WHAT IS BEING ASKED
Go through the data below and gather each line containing "level".

SUPPLIED DATA
──────────────────────────────
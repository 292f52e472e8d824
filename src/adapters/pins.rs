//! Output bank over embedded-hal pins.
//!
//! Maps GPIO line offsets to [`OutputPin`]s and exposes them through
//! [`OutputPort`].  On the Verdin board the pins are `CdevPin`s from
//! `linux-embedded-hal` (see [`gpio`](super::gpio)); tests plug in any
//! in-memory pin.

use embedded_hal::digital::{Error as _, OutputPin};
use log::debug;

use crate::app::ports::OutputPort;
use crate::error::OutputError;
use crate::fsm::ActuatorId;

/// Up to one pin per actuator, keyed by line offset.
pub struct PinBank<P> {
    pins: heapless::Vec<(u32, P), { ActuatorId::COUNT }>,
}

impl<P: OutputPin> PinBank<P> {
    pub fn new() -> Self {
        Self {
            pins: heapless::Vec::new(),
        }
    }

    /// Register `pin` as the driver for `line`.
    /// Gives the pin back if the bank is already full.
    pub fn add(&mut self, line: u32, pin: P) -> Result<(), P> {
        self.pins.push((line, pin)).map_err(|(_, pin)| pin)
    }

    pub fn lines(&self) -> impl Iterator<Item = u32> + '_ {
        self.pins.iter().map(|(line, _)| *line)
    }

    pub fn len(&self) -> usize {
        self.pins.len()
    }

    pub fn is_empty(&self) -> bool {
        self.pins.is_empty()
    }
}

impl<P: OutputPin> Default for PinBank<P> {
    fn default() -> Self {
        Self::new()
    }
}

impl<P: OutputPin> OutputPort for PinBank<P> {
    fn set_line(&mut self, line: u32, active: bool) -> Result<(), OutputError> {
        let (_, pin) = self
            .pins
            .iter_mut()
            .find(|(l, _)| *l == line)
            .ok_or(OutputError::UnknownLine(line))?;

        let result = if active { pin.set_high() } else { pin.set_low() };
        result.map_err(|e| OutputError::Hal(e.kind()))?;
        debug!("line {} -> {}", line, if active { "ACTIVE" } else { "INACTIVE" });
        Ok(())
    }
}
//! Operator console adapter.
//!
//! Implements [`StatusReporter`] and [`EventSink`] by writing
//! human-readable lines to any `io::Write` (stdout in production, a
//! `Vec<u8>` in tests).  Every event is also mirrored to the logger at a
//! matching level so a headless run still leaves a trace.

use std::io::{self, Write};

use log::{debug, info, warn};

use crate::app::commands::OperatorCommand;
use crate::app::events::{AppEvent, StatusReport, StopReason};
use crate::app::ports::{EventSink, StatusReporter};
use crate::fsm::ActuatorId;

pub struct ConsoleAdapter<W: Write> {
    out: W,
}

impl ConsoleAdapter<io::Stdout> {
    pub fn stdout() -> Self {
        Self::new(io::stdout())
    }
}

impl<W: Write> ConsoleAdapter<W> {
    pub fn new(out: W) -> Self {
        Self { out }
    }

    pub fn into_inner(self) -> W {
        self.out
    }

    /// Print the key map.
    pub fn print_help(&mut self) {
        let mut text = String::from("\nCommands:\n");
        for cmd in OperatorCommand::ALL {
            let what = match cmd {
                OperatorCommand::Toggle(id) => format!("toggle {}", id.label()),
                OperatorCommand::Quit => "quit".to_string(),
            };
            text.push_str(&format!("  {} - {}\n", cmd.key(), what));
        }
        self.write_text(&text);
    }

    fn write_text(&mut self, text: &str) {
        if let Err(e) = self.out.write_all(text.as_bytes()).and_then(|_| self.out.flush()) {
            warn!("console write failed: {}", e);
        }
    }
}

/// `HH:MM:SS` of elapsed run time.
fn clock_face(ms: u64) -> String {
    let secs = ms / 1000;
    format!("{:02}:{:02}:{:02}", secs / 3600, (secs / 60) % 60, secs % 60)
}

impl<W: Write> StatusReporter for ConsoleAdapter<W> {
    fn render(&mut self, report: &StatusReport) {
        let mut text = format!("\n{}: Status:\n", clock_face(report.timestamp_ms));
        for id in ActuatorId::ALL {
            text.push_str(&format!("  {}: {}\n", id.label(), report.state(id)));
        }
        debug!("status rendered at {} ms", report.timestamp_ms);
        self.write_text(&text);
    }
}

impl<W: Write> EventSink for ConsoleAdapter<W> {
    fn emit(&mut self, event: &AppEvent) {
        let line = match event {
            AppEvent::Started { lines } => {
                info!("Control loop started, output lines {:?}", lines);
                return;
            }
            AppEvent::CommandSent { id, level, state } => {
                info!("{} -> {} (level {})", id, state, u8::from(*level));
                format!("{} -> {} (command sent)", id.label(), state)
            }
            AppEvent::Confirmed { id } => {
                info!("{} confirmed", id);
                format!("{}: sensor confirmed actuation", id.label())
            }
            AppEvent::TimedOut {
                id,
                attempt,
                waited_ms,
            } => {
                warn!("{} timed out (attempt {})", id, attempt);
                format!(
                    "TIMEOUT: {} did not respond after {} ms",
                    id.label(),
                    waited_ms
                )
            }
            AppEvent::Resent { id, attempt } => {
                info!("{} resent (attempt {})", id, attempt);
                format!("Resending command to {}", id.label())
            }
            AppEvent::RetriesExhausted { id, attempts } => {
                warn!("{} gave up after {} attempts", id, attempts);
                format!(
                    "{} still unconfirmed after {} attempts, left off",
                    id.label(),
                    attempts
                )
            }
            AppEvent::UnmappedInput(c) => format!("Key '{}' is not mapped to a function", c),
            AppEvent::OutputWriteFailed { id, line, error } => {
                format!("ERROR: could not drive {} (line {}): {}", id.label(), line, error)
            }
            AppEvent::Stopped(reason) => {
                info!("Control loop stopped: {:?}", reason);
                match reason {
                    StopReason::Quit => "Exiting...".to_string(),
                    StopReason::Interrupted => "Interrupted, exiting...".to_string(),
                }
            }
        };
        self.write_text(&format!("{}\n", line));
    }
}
──────────────────────────────
SOLUTION
//! matching level so a headless run still leaves a trace.
            AppEvent::CommandSent { id, level, state } => {
                info!("{} -> {} (level {})", id, state, u8::from(*level));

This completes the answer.